The report highlights two main concerns identified by auditors: a disjoined approach to IT and business risk, as well as a lack of clear accountability at board level for cyber security. They also emphasise the importance, and difficulty, of gaining supply chain assurance.
Auditors recommend significantly improving communication between IT specialists, management, board members and throughout the organisation. A key element of this is the role of the chief information security officer (CISO), who should translate the technical language into a more business-orientated one.
Richard Anning, Head of IT Faculty at ICAEW said: ‘Auditors, after reviewing their clients approach to cyber security, believe that we can no longer brush it aside and treat it as a problem related to the IT function only. It is an issue that is critical to the operation, strategy and reputation of the entire business and that is how it should be treated.

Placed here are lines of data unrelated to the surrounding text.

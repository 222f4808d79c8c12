use crate::ssl::enums::key_offload_decision::KeyOffloadDecision;
use std::fmt;

impl KeyOffloadDecision {
    pub fn is_remote(&self) -> bool {
        !matches!(self, KeyOffloadDecision::LoadLocally)
    }

    pub fn service_id(&self) -> Option<&str> {
        match self {
            KeyOffloadDecision::LoadLocally => None,
            KeyOffloadDecision::RemoteCertificate { service_id }
            | KeyOffloadDecision::RemoteSigning { service_id } => Some(service_id),
        }
    }
}

impl fmt::Display for KeyOffloadDecision {
    fn fmt(&self, f: &mut fmt::Formatter<'_>) -> fmt::Result {
        match self {
            KeyOffloadDecision::LoadLocally => write!(f, "local"),
            KeyOffloadDecision::RemoteCertificate { service_id } => {
                write!(f, "remote-certificate({})", service_id)
            }
            KeyOffloadDecision::RemoteSigning { service_id } => {
                write!(f, "remote-signing({})", service_id)
            }
        }
    }
}
/// Default certificate setter: clears the list, then appends one entry.
#[derive(Debug, Default, Clone, Copy, PartialEq, Eq)]
pub struct ReplaceCertificates;
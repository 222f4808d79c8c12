use crate::ssl::structs::next_protocols_item::NextProtocolsItem;

impl NextProtocolsItem {
    pub fn new<I, S>(weight: u32, protocols: I) -> Self
    where
        I: IntoIterator<Item = S>,
        S: Into<String>,
    {
        Self {
            weight,
            protocols: protocols.into_iter().map(Into::into).collect(),
        }
    }

    /// Protocol names in the shape of `rustls::ServerConfig::alpn_protocols`.
    pub fn to_alpn_protocols(&self) -> Vec<Vec<u8>> {
        self.protocols
            .iter()
            .map(|protocol| protocol.as_bytes().to_vec())
            .collect()
    }
}
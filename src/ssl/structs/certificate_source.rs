use serde::{Deserialize, Serialize};

/// One certificate and private key pair.
///
/// With `is_buffer` set, both locators hold the PEM contents themselves
/// instead of file paths, and `password_locator` stays empty.
#[derive(Serialize, Deserialize, Clone, PartialEq, Eq)]
pub struct CertificateSource {
    pub(crate) cert_locator: String,
    pub(crate) key_locator: String,
    #[serde(default, skip_serializing_if = "String::is_empty")]
    pub(crate) password_locator: String,
    #[serde(default)]
    pub(crate) is_buffer: bool,
}
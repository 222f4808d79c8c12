use serde::{Deserialize, Serialize};

#[allow(non_camel_case_types)]
#[derive(Serialize, Deserialize, Debug, Clone, Copy, PartialEq, Eq, PartialOrd, Ord, Hash, Default)]
pub enum IssuerPreference {
    #[default]
    public_ca,
    prod_ca,
    public_to_prod_ca,
}
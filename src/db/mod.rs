//! Database module for Courtside Sync
//!
//! Provides SQLite storage for the durable operation queue, the local entity
//! mirrors that strategies write confirmed remote state into, and engine
//! settings. Uses r2d2 connection pooling for thread-safe access.

use rusqlite::params;
use serde::Serialize;
use std::path::PathBuf;
use std::sync::Arc;
use thiserror::Error;

// Connection pooling
use r2d2::{Pool, PooledConnection};
use r2d2_sqlite::SqliteConnectionManager;

/// Database error types
#[derive(Error, Debug)]
pub enum DbError {
    #[error("SQLite error: {0}")]
    Sqlite(#[from] rusqlite::Error),

    #[error("Connection pool error: {0}")]
    Pool(#[from] r2d2::Error),

    #[error("Record not found: {0}")]
    NotFound(String),

    #[error("Unknown entity: {0}")]
    UnknownEntity(String),

    #[error("Serialization error: {0}")]
    Serialization(String),
}

pub type DbResult<T> = Result<T, DbError>;

/// Map a logical entity name to its mirror table.
///
/// Table names are interpolated into SQL, so only names from this fixed list
/// are ever accepted.
fn mirror_table(entity: &str) -> DbResult<&'static str> {
    match entity {
        "match" => Ok("matches"),
        "club" => Ok("clubs"),
        "club_member" => Ok("club_members"),
        "user" => Ok("users"),
        "challenge" => Ok("challenges"),
        "invitation" => Ok("invitations"),
        "invitation_participant" => Ok("invitation_participants"),
        other => Err(DbError::UnknownEntity(other.to_string())),
    }
}

/// Database manager for thread-safe SQLite access
#[derive(Clone)]
pub struct Database {
    pool: Arc<Pool<SqliteConnectionManager>>,
}

impl Database {
    /// Create a new database connection pool backed by a file
    pub fn new(db_path: PathBuf) -> DbResult<Self> {
        let manager = SqliteConnectionManager::file(&db_path);

        let pool = Pool::builder()
            .max_size(10)
            .min_idle(Some(2))
            .connection_timeout(std::time::Duration::from_secs(10))
            .build(manager)?;

        let conn = pool.get()?;

        // Performance PRAGMAs
        conn.execute_batch(
            r#"
            PRAGMA foreign_keys = ON;
            PRAGMA journal_mode = WAL;
            PRAGMA synchronous = NORMAL;
            PRAGMA temp_store = MEMORY;
        "#,
        )?;

        let schema = include_str!("schema.sql");
        conn.execute_batch(schema)?;

        drop(conn);

        Ok(Self {
            pool: Arc::new(pool),
        })
    }

    /// Create an in-memory database pool (for testing)
    ///
    /// Uses a single connection so every caller sees the same in-memory
    /// database.
    pub fn in_memory() -> DbResult<Self> {
        let manager = SqliteConnectionManager::memory();

        let pool = Pool::builder().max_size(1).build(manager)?;

        let conn = pool.get()?;

        conn.execute_batch(
            r#"
            PRAGMA foreign_keys = ON;
            PRAGMA temp_store = MEMORY;
        "#,
        )?;

        let schema = include_str!("schema.sql");
        conn.execute_batch(schema)?;

        drop(conn);

        Ok(Self {
            pool: Arc::new(pool),
        })
    }

    /// Get a connection from the pool
    #[inline]
    pub fn get_conn(&self) -> DbResult<PooledConnection<SqliteConnectionManager>> {
        Ok(self.pool.get()?)
    }

    // =========================================================================
    // GENERIC HELPERS (used by the queue store and strategies)
    // =========================================================================

    /// Execute a SQL statement and return affected rows
    pub fn execute<P>(&self, sql: &str, params: P) -> DbResult<usize>
    where
        P: rusqlite::Params,
    {
        let conn = self.get_conn()?;

        let affected = conn.execute(sql, params)?;
        Ok(affected)
    }

    /// Query database and map results
    pub fn query<T, P, F>(&self, sql: &str, params: P, f: F) -> DbResult<Vec<T>>
    where
        P: rusqlite::Params,
        F: FnMut(&rusqlite::Row<'_>) -> rusqlite::Result<T>,
    {
        let conn = self.get_conn()?;

        let mut stmt = conn.prepare(sql)?;
        let rows = stmt.query_map(params, f)?;

        rows.collect::<rusqlite::Result<Vec<T>>>()
            .map_err(DbError::from)
    }

    /// Query single row
    pub fn query_row<T, P, F>(&self, sql: &str, params: P, f: F) -> DbResult<T>
    where
        P: rusqlite::Params,
        F: FnOnce(&rusqlite::Row<'_>) -> rusqlite::Result<T>,
    {
        let conn = self.get_conn()?;

        conn.query_row(sql, params, f).map_err(DbError::from)
    }

    // =========================================================================
    // SETTINGS
    // =========================================================================

    /// Get a JSON-encoded setting value
    pub fn get_setting<T: serde::de::DeserializeOwned>(&self, key: &str) -> DbResult<Option<T>> {
        let conn = self.get_conn()?;

        let value: Option<String> = conn
            .query_row(
                "SELECT value FROM settings WHERE key = ?1",
                params![key],
                |row| row.get(0),
            )
            .map(Some)
            .or_else(|e| match e {
                rusqlite::Error::QueryReturnedNoRows => Ok(None),
                other => Err(other),
            })?;

        match value {
            Some(json) => serde_json::from_str(&json)
                .map(Some)
                .map_err(|e| DbError::Serialization(e.to_string())),
            None => Ok(None),
        }
    }

    /// Store a JSON-encoded setting value
    pub fn set_setting<T: Serialize>(&self, key: &str, value: &T) -> DbResult<()> {
        let json =
            serde_json::to_string(value).map_err(|e| DbError::Serialization(e.to_string()))?;

        self.execute(
            "INSERT INTO settings (key, value) VALUES (?1, ?2)
             ON CONFLICT(key) DO UPDATE SET value = excluded.value",
            params![key, json],
        )?;

        Ok(())
    }

    // =========================================================================
    // ENTITY MIRRORS
    // =========================================================================

    /// Insert or replace a mirrored record with the server-confirmed state
    pub fn upsert_record(
        &self,
        entity: &str,
        id: &str,
        data: &serde_json::Value,
    ) -> DbResult<()> {
        let table = mirror_table(entity)?;
        let json =
            serde_json::to_string(data).map_err(|e| DbError::Serialization(e.to_string()))?;

        self.execute(
            &format!("INSERT OR REPLACE INTO {table} (id, data, updated_at) VALUES (?1, ?2, ?3)"),
            params![id, json, chrono::Utc::now().to_rfc3339()],
        )?;

        Ok(())
    }

    /// Delete a mirrored record
    pub fn delete_record(&self, entity: &str, id: &str) -> DbResult<()> {
        let table = mirror_table(entity)?;

        self.execute(&format!("DELETE FROM {table} WHERE id = ?1"), params![id])?;
        Ok(())
    }

    /// Fetch a mirrored record by id
    pub fn get_record(&self, entity: &str, id: &str) -> DbResult<Option<serde_json::Value>> {
        let table = mirror_table(entity)?;

        let rows = self.query(
            &format!("SELECT data FROM {table} WHERE id = ?1"),
            params![id],
            |row| row.get::<_, String>(0),
        )?;

        match rows.into_iter().next() {
            Some(json) => serde_json::from_str(&json)
                .map(Some)
                .map_err(|e| DbError::Serialization(e.to_string())),
            None => Ok(None),
        }
    }
}

// ============================================================================
// Tests
// ============================================================================
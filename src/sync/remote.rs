//! Remote Store Boundary
//!
//! Strategies apply mutations through the `RemoteStore` trait; the HTTP
//! implementation talks to the Courtside API. Errors carry a
//! retryable/permanent distinction so the queue manager can tell a network
//! blip from a structurally invalid request.

use async_trait::async_trait;
use reqwest::{Client, StatusCode};
use serde_json::Value;
use std::sync::Arc;
use tokio::sync::RwLock;

// ============================================================================
// Errors
// ============================================================================

#[derive(Debug, thiserror::Error)]
pub enum RemoteError {
    #[error("HTTP request failed: {0}")]
    Request(#[from] reqwest::Error),

    #[error("Unauthorized - login required")]
    Unauthorized,

    #[error("Remote record not found: {0}")]
    NotFound(String),

    #[error("Validation rejected: {0}")]
    Validation(String),

    #[error("Conflict with existing record: {0}")]
    Conflict(String),

    #[error("Rate limit exceeded")]
    RateLimitExceeded,

    #[error("Server error: {0}")]
    Server(String),

    #[error("Invalid response from server")]
    InvalidResponse,
}

impl RemoteError {
    /// Whether retrying the same request later can plausibly succeed.
    ///
    /// Network failures, 5xx, and rate limiting are transient; 4xx
    /// validation and missing-record responses are not.
    pub fn is_retryable(&self) -> bool {
        match self {
            Self::Request(_) | Self::RateLimitExceeded | Self::Server(_) => true,
            Self::Unauthorized
            | Self::NotFound(_)
            | Self::Validation(_)
            | Self::Conflict(_)
            | Self::InvalidResponse => false,
        }
    }
}

// ============================================================================
// Remote Store Trait
// ============================================================================

/// Narrow per-entity contract the engine consumes from the remote store
#[async_trait]
pub trait RemoteStore: Send + Sync {
    /// Insert a record; returns the record as stored, including the
    /// remote-assigned id
    async fn insert(&self, entity: &str, record: &Value) -> Result<Value, RemoteError>;

    /// Update fields of an existing record; returns the full updated record
    async fn update(&self, entity: &str, id: &str, fields: &Value) -> Result<Value, RemoteError>;

    /// Delete a record by id
    async fn delete(&self, entity: &str, id: &str) -> Result<(), RemoteError>;

    /// Fetch a record by id; `None` when it does not exist
    async fn fetch(&self, entity: &str, id: &str) -> Result<Option<Value>, RemoteError>;
}

// ============================================================================
// HTTP Implementation
// ============================================================================

/// REST route segment for an entity
fn entity_route(entity: &str) -> &str {
    match entity {
        "match" => "matches",
        "club" => "clubs",
        "club_member" => "club_members",
        "user" => "users",
        "challenge" => "challenges",
        "invitation" => "invitations",
        "invitation_participant" => "invitation_participants",
        other => other,
    }
}

/// HTTP client for the Courtside API
pub struct HttpRemoteStore {
    client: Client,
    base_url: String,
    /// Bearer token (cached in memory)
    access_token: Arc<RwLock<Option<String>>>,
}

impl HttpRemoteStore {
    pub fn new(base_url: impl Into<String>) -> Result<Self, RemoteError> {
        let client = Client::builder()
            .timeout(std::time::Duration::from_secs(30))
            .build()?;

        Ok(Self {
            client,
            base_url: base_url.into(),
            access_token: Arc::new(RwLock::new(None)),
        })
    }

    /// Set access token (after login)
    pub async fn set_token(&self, token: String) {
        let mut guard = self.access_token.write().await;
        *guard = Some(token);
    }

    /// Clear token (logout)
    pub async fn clear_token(&self) {
        let mut guard = self.access_token.write().await;
        *guard = None;
    }

    async fn token(&self) -> Result<String, RemoteError> {
        self.access_token
            .read()
            .await
            .clone()
            .ok_or(RemoteError::Unauthorized)
    }

    fn url(&self, entity: &str, id: Option<&str>) -> String {
        match id {
            Some(id) => format!("{}/{}/{}", self.base_url, entity_route(entity), id),
            None => format!("{}/{}", self.base_url, entity_route(entity)),
        }
    }
}

#[async_trait]
impl RemoteStore for HttpRemoteStore {
    async fn insert(&self, entity: &str, record: &Value) -> Result<Value, RemoteError> {
        let token = self.token().await?;

        let response = self
            .client
            .post(self.url(entity, None))
            .bearer_auth(token)
            .json(record)
            .send()
            .await?;

        handle_response(response).await
    }

    async fn update(&self, entity: &str, id: &str, fields: &Value) -> Result<Value, RemoteError> {
        let token = self.token().await?;

        let response = self
            .client
            .patch(self.url(entity, Some(id)))
            .bearer_auth(token)
            .json(fields)
            .send()
            .await?;

        handle_response(response).await
    }

    async fn delete(&self, entity: &str, id: &str) -> Result<(), RemoteError> {
        let token = self.token().await?;

        let response = self
            .client
            .delete(self.url(entity, Some(id)))
            .bearer_auth(token)
            .send()
            .await?;

        if response.status().is_success() {
            Ok(())
        } else {
            Err(handle_error(response).await)
        }
    }

    async fn fetch(&self, entity: &str, id: &str) -> Result<Option<Value>, RemoteError> {
        let token = self.token().await?;

        let response = self
            .client
            .get(self.url(entity, Some(id)))
            .bearer_auth(token)
            .send()
            .await?;

        if response.status() == StatusCode::NOT_FOUND {
            return Ok(None);
        }

        handle_response(response).await.map(Some)
    }
}

/// Handle successful JSON response
async fn handle_response(response: reqwest::Response) -> Result<Value, RemoteError> {
    let status = response.status();

    if status.is_success() {
        response
            .json::<Value>()
            .await
            .map_err(|_| RemoteError::InvalidResponse)
    } else {
        Err(handle_error(response).await)
    }
}

/// Convert error response to RemoteError
async fn handle_error(response: reqwest::Response) -> RemoteError {
    let status = response.status();
    let body = response
        .text()
        .await
        .unwrap_or_else(|_| "Unknown error".to_string());

    match status {
        StatusCode::UNAUTHORIZED | StatusCode::FORBIDDEN => RemoteError::Unauthorized,
        StatusCode::NOT_FOUND => RemoteError::NotFound(body),
        StatusCode::CONFLICT => RemoteError::Conflict(body),
        StatusCode::TOO_MANY_REQUESTS => RemoteError::RateLimitExceeded,
        s if s.is_client_error() => RemoteError::Validation(format!("{status}: {body}")),
        _ => RemoteError::Server(format!("{status}: {body}")),
    }
}

// ============================================================================
// Tests
// ============================================================================
//! Built-in Sync Strategies
//!
//! One strategy per (entity, operation) pair. Every strategy follows the
//! same shape: cheap structural validation, an optional idempotent payload
//! transform at enqueue time, then remote execution followed by a local
//! mirror write. The mirror is derived state rebuilt from confirmed remote
//! records, so a mirror write failure after a successful remote call is
//! logged but never triggers a second remote call.

pub mod challenges;
pub mod clubs;
pub mod invitations;
pub mod matches;
pub mod users;

pub use challenges::{ChallengeCreateStrategy, ChallengeRespondStrategy};
pub use clubs::{ClubJoinStrategy, ClubLeaveStrategy};
pub use invitations::{
    InvitationCancelStrategy, InvitationConfirmStrategy, InvitationCreateStrategy,
    InvitationRespondStrategy,
};
pub use matches::{MatchCreateStrategy, MatchDeleteStrategy, MatchUpdateStrategy};
pub use users::ProfileUpdateStrategy;

use super::manager::QueueManager;
use super::models::ExecutionOutcome;
use super::registry::RegistryError;
use super::remote::{RemoteError, RemoteStore};
use crate::db::Database;
use serde_json::Value;
use std::sync::Arc;

/// Register every built-in strategy on the manager
pub fn register_builtin(
    manager: &QueueManager,
    db: Database,
    remote: Arc<dyn RemoteStore>,
) -> Result<(), RegistryError> {
    manager.register_strategy(Arc::new(MatchCreateStrategy::new(
        db.clone(),
        remote.clone(),
    )))?;
    manager.register_strategy(Arc::new(MatchUpdateStrategy::new(
        db.clone(),
        remote.clone(),
    )))?;
    manager.register_strategy(Arc::new(MatchDeleteStrategy::new(
        db.clone(),
        remote.clone(),
    )))?;
    manager.register_strategy(Arc::new(ClubJoinStrategy::new(db.clone(), remote.clone())))?;
    manager.register_strategy(Arc::new(ClubLeaveStrategy::new(db.clone(), remote.clone())))?;
    manager.register_strategy(Arc::new(ProfileUpdateStrategy::new(
        db.clone(),
        remote.clone(),
    )))?;
    manager.register_strategy(Arc::new(ChallengeCreateStrategy::new(
        db.clone(),
        remote.clone(),
    )))?;
    manager.register_strategy(Arc::new(ChallengeRespondStrategy::new(
        db.clone(),
        remote.clone(),
    )))?;
    manager.register_strategy(Arc::new(InvitationCreateStrategy::new(
        db.clone(),
        remote.clone(),
    )))?;
    manager.register_strategy(Arc::new(InvitationRespondStrategy::new(
        db.clone(),
        remote.clone(),
    )))?;
    manager.register_strategy(Arc::new(InvitationCancelStrategy::new(
        db.clone(),
        remote.clone(),
    )))?;
    manager.register_strategy(Arc::new(InvitationConfirmStrategy::new(db, remote)))?;

    Ok(())
}

/// Map a remote error to an execution outcome, preserving retryability
pub(crate) fn remote_failure(context: &str, error: RemoteError) -> ExecutionOutcome {
    let message = format!("{context}: {error}");
    if error.is_retryable() {
        ExecutionOutcome::retryable(message)
    } else {
        ExecutionOutcome::permanent(message)
    }
}

/// Mirror a freshly created record, replacing any provisional local row.
///
/// Offline creates are mirrored under a client-generated id before the
/// remote id exists. Once the remote store confirms the insert, the
/// provisional row is dropped and the record re-keyed under the remote id.
pub(crate) fn adopt_created(
    db: &Database,
    entity: &str,
    local_id: Option<&str>,
    record: &Value,
) -> Result<(), crate::db::DbError> {
    let remote_id = record.get("id").and_then(Value::as_str);

    let id = match (remote_id, local_id) {
        (Some(remote), Some(local)) => {
            if remote != local {
                db.delete_record(entity, local)?;
            }
            remote
        }
        (Some(remote), None) => remote,
        (None, Some(local)) => local,
        (None, None) => {
            log::warn!("Created {entity} record carries no id, skipping mirror write");
            return Ok(());
        }
    };

    db.upsert_record(entity, id, record)
}

// ============================================================================
// Test Support
// ============================================================================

There have been many cyber security breaches in 2015 that have exposed weaknesses in IT systems and security practices. Recent high profile examples where customer details have been stolen include Ashley Madison and TalkTalk
‘Organisations need to define clear lines of responsibility and accountability as well as draw up response plans. Management and board members must communicate with IT professionals so they better understand the potential threats. This would enable them spot risks and raise issues early, before they lead to destructive consequences. They also need to be ready to respond if a major breach occurs.’
As more and more companies move their operations to the virtual world (e.g. banks closing their branches and focusing on online banking) it is increasingly vital for organisations to remain vigilant on emerging threats. The report notes that business can see security as a compliance exercise and become complacent on reviewing and improving measures.
Richard said: ‘As annual reports are increasingly focussing on non-financial information, boards are starting to ask auditors to review their cyber-security strategies and practices. This can give companies extra credibility, increasing investors’ confidence about the business. Most operations are now computerised, so it is no surprise shareholders want to ensure organisations can respond to emerging risks.
‘The key to success is understanding that in a digital world, cyber security is business security.’